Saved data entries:
══════

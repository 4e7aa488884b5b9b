// src/handlers/instructor.rs

use axum::{
    Json,
    extract::State,
    response::IntoResponse,
};

use crate::{error::AppError, services::quiz as service, store::DynStore, utils::extract::AppPath};

/// Class-wide statistics for one quiz over completed attempts.
/// Instructor or admin.
pub async fn quiz_stats(
    State(store): State<DynStore>,
    AppPath(quiz_id): AppPath<i64>,
) -> Result<impl IntoResponse, AppError> {
    let stats = service::quiz_stats(store.as_ref(), quiz_id).await?;
    Ok(Json(stats))
}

══════

Output the records once more, exactly as they stand.

EXERCISE RESULT
repository 4e7aa488884b5b9b
// src/handlers/instructor.rs

use axum::{
    Json,
    extract::State,
    response::IntoResponse,
};

use crate::{error::AppError, services::quiz as service, store::DynStore, utils::extract::AppPath};

/// Class-wide statistics for one quiz over completed attempts.
/// Instructor or admin.
pub async fn quiz_stats(
    State(store): State<DynStore>,
    AppPath(quiz_id): AppPath<i64>,
) -> Result<impl IntoResponse, AppError> {
    let stats = service::quiz_stats(store.as_ref(), quiz_id).await?;
    Ok(Json(stats))
}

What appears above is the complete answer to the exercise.